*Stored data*
══════
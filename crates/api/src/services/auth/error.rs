//! Authentication service errors.

use thiserror::Error;

use seagrape_core::UsernameError;

use crate::db::RepositoryError;

/// Errors that can occur during authentication operations.
#[derive(Debug, Error)]
pub enum AuthError {
    /// The username failed structural validation.
    #[error(transparent)]
    InvalidUsername(#[from] UsernameError),

    /// The password doesn't meet requirements.
    #[error("{0}")]
    WeakPassword(String),

    /// The username is already registered.
    #[error("username already taken")]
    UserAlreadyExists,

    /// Unknown username or wrong password.
    ///
    /// One variant for both cases so login responses don't reveal which
    /// usernames exist.
    #[error("invalid credentials")]
    InvalidCredentials,

    /// Password hashing failed.
    #[error("password hashing failed")]
    PasswordHash,

    /// Database operation failed.
    #[error(transparent)]
    Repository(#[from] RepositoryError),
}
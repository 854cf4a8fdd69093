//! User account management.

use seagrape_api::db;
use seagrape_api::services::auth::AuthService;

use super::{CommandError, database_url};

/// Create a user account.
///
/// Goes through the same registration path as the HTTP API, so username
/// and password rules apply identically.
///
/// # Errors
///
/// Returns `CommandError` if the database is unreachable or registration
/// fails (invalid username, weak password, duplicate).
pub async fn create(username: &str, password: &str) -> Result<(), CommandError> {
    let database_url = database_url()?;

    tracing::info!("Connecting to database...");
    let pool = db::create_pool(&database_url).await?;

    let user = AuthService::new(&pool).register(username, password).await?;

    tracing::info!(user_id = %user.id, username = %user.username, "user created");
    Ok(())
}
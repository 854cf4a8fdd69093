//! Newtype IDs for type-safe entity references.
//!
//! Use the `define_id!` macro to create type-safe ID wrappers that prevent
//! accidentally mixing IDs from different entity types.

/// Macro to define a type-safe ID wrapper.
///
/// Creates a newtype wrapper around `i32` with:
/// - `Serialize`/`Deserialize` with `#[serde(transparent)]`
/// - `Debug`, `Clone`, `Copy`, `PartialEq`, `Eq`, `Hash`
/// - Conversion methods: `new()`, `as_i32()`
/// - `From<i32>` and `Into<i32>` implementations
/// - `sqlx` `Type`, `Encode`, and `Decode` implementations (with `postgres` feature)
///
/// # Example
///
/// ```rust
/// # use seagrape_core::define_id;
/// define_id!(UserId);
/// define_id!(ProductId);
///
/// let user_id = UserId::new(1);
/// let product_id = ProductId::new(1);
///
/// // These are different types, so this won't compile:
/// // let _: UserId = product_id;
/// ```
#[macro_export]
macro_rules! define_id {
    ($name:ident) => {
        #[derive(
            Debug,
            Clone,
            Copy,
            PartialEq,
            Eq,
            Hash,
            ::serde::Serialize,
            ::serde::Deserialize
        )]
        #[serde(transparent)]
        pub struct $name(i32);

        impl $name {
            /// Create a new ID from an i32 value.
            #[must_use]
            pub const fn new(id: i32) -> Self {
                Self(id)
            }

            /// Get the underlying i32 value.
            #[must_use]
            pub const fn as_i32(&self) -> i32 {
                self.0
            }
        }

        impl ::core::fmt::Display for $name {
            fn fmt(&self, f: &mut ::core::fmt::Formatter<'_>) -> ::core::fmt::Result {
                write!(f, "{}", self.0)
            }
        }

        impl From<i32> for $name {
            fn from(id: i32) -> Self {
                Self(id)
            }
        }

        impl From<$name> for i32 {
            fn from(id: $name) -> Self {
                id.0
            }
        }

        #[cfg(feature = "postgres")]
        impl ::sqlx::Type<::sqlx::Postgres> for $name {
            fn type_info() -> ::sqlx::postgres::PgTypeInfo {
                <i32 as ::sqlx::Type<::sqlx::Postgres>>::type_info()
            }

            fn compatible(ty: &::sqlx::postgres::PgTypeInfo) -> bool {
                <i32 as ::sqlx::Type<::sqlx::Postgres>>::compatible(ty)
            }
        }

        #[cfg(feature = "postgres")]
        impl<'r> ::sqlx::Decode<'r, ::sqlx::Postgres> for $name {
            fn decode(
                value: ::sqlx::postgres::PgValueRef<'r>,
            ) -> ::core::result::Result<Self, ::sqlx::error::BoxDynError> {
                let id = <i32 as ::sqlx::Decode<::sqlx::Postgres>>::decode(value)?;
                Ok(Self(id))
            }
        }

        #[cfg(feature = "postgres")]
        impl ::sqlx::Encode<'_, ::sqlx::Postgres> for $name {
            fn encode_by_ref(
                &self,
                buf: &mut ::sqlx::postgres::PgArgumentBuffer,
            ) -> ::std::result::Result<::sqlx::encode::IsNull, ::sqlx::error::BoxDynError> {
                <i32 as ::sqlx::Encode<::sqlx::Postgres>>::encode_by_ref(&self.0, buf)
            }
        }
    };
}

// Define standard entity IDs
define_id!(UserId);
define_id!(ProductId);
define_id!(CartId);

#[cfg(test)]
mod tests {
    use super::*;

    #[test]
    fn ids_of_same_type_compare_by_value() {
        assert_eq!(UserId::new(7), UserId::new(7));
        assert_ne!(UserId::new(7), UserId::new(8));
    }

    #[test]
    fn id_round_trips_through_i32() {
        let id = ProductId::from(42);
        assert_eq!(id.as_i32(), 42);
        assert_eq!(i32::from(id), 42);
    }

    #[test]
    fn id_displays_as_plain_number() {
        assert_eq!(CartId::new(9).to_string(), "9");
    }
}
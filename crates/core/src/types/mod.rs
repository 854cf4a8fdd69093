//! Core types for Seagrape.
//!
//! This module provides type-safe wrappers for common domain concepts.

pub mod id;
pub mod quantity;
pub mod username;

pub use id::*;
pub use quantity::{Quantity, QuantityError};
pub use username::{Username, UsernameError};
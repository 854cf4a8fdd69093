//! Product catalog seeding.
//!
//! The cart only accepts products that exist in the catalog, so a fresh
//! database needs at least a few rows before the API is usable.

use rust_decimal::Decimal;

use seagrape_api::db::{self, products::ProductRepository};

use super::{CommandError, database_url};

/// Sample catalog: (name, description, price in cents).
const SAMPLE_PRODUCTS: &[(&str, Option<&str>, i64)] = &[
    (
        "Sea Grapes, 200g",
        Some("Fresh umibudo sea grapes, chilled"),
        1250,
    ),
    ("Nori Sheets, 50pk", Some("Roasted sushi-grade nori"), 899),
    ("Wakame, dried, 100g", None, 650),
    (
        "Kombu Dashi Kit",
        Some("Kombu and bonito flakes for stock"),
        1825,
    ),
    ("Furikake, classic", Some("Sesame and seaweed rice topping"), 499),
];

/// Insert the sample catalog if the database has no products yet.
///
/// # Errors
///
/// Returns `CommandError` if the database is unreachable or an insert
/// fails.
pub async fn run() -> Result<(), CommandError> {
    let database_url = database_url()?;

    tracing::info!("Connecting to database...");
    let pool = db::create_pool(&database_url).await?;

    let products = ProductRepository::new(&pool);

    if !products.list().await?.is_empty() {
        tracing::info!("Catalog already seeded, nothing to do");
        return Ok(());
    }

    for (name, description, cents) in SAMPLE_PRODUCTS {
        let product = products
            .insert(name, *description, Decimal::new(*cents, 2))
            .await?;
        tracing::info!(product_id = %product.id, name, "seeded product");
    }

    tracing::info!("Seeded {} products", SAMPLE_PRODUCTS.len());
    Ok(())
}
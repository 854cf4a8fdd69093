//! User domain types.

use chrono::{DateTime, Utc};

use seagrape_core::{UserId, Username};

/// A registered account (domain type).
///
/// The password hash is deliberately not part of this type; it only ever
/// surfaces in `UserRepository::get_password_hash`.
#[derive(Debug, Clone)]
pub struct User {
    /// Unique user ID.
    pub id: UserId,
    /// Unique login name.
    pub username: Username,
    /// When the account was created.
    pub created_at: DateTime<Utc>,
}
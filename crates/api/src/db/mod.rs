//! Database operations for the Seagrape `PostgreSQL` database.
//!
//! ## Tables
//!
//! - `users` - Registered accounts (username + password hash)
//! - `products` - Read-only product catalog (seeded via `sg-cli seed`)
//! - `carts` - One cart per user
//! - `cart_items` - Cart lines, unique per `(cart_id, product_id)`
//!
//! # Migrations
//!
//! Migrations are stored in `crates/api/migrations/` and run via:
//! ```bash
//! cargo run -p seagrape-cli -- migrate
//! ```

pub mod carts;
pub mod products;
pub mod users;

use std::time::Duration;

use secrecy::ExposeSecret;
use sqlx::PgPool;
use sqlx::postgres::PgPoolOptions;
use thiserror::Error;

/// Errors from repository operations.
#[derive(Debug, Error)]
pub enum RepositoryError {
    /// Database error from sqlx.
    #[error("database error: {0}")]
    Database(#[from] sqlx::Error),

    /// Data in the database is corrupted or invalid.
    #[error("data corruption: {0}")]
    DataCorruption(String),

    /// Requested entity was not found.
    #[error("not found")]
    NotFound,

    /// Constraint violation (e.g., unique username).
    #[error("constraint violation: {0}")]
    Conflict(String),
}

/// Create a `PostgreSQL` connection pool with sensible defaults.
///
/// # Arguments
///
/// * `database_url` - `PostgreSQL` connection string (wrapped in `SecretString`)
///
/// # Errors
///
/// Returns `sqlx::Error` if the connection cannot be established.
pub async fn create_pool(database_url: &secrecy::SecretString) -> Result<PgPool, sqlx::Error> {
    PgPoolOptions::new()
        .max_connections(10)
        .min_connections(2)
        .acquire_timeout(Duration::from_secs(10))
        .connect(database_url.expose_secret())
        .await
}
══════
*HOW TO COMPLETE THIS TASK*
With the first line of the records as the start and the line holding "pub enum AuthError" as the end, please copy exactly those lines and no others.

*OUTPUT BELOW*
filename crates/api/src/services/auth/error.rs
//! Authentication service errors.

use thiserror::Error;

use seagrape_core::UsernameError;

use crate::db::RepositoryError;

/// Errors that can occur during authentication operations.
#[derive(Debug, Error)]
pub enum AuthError {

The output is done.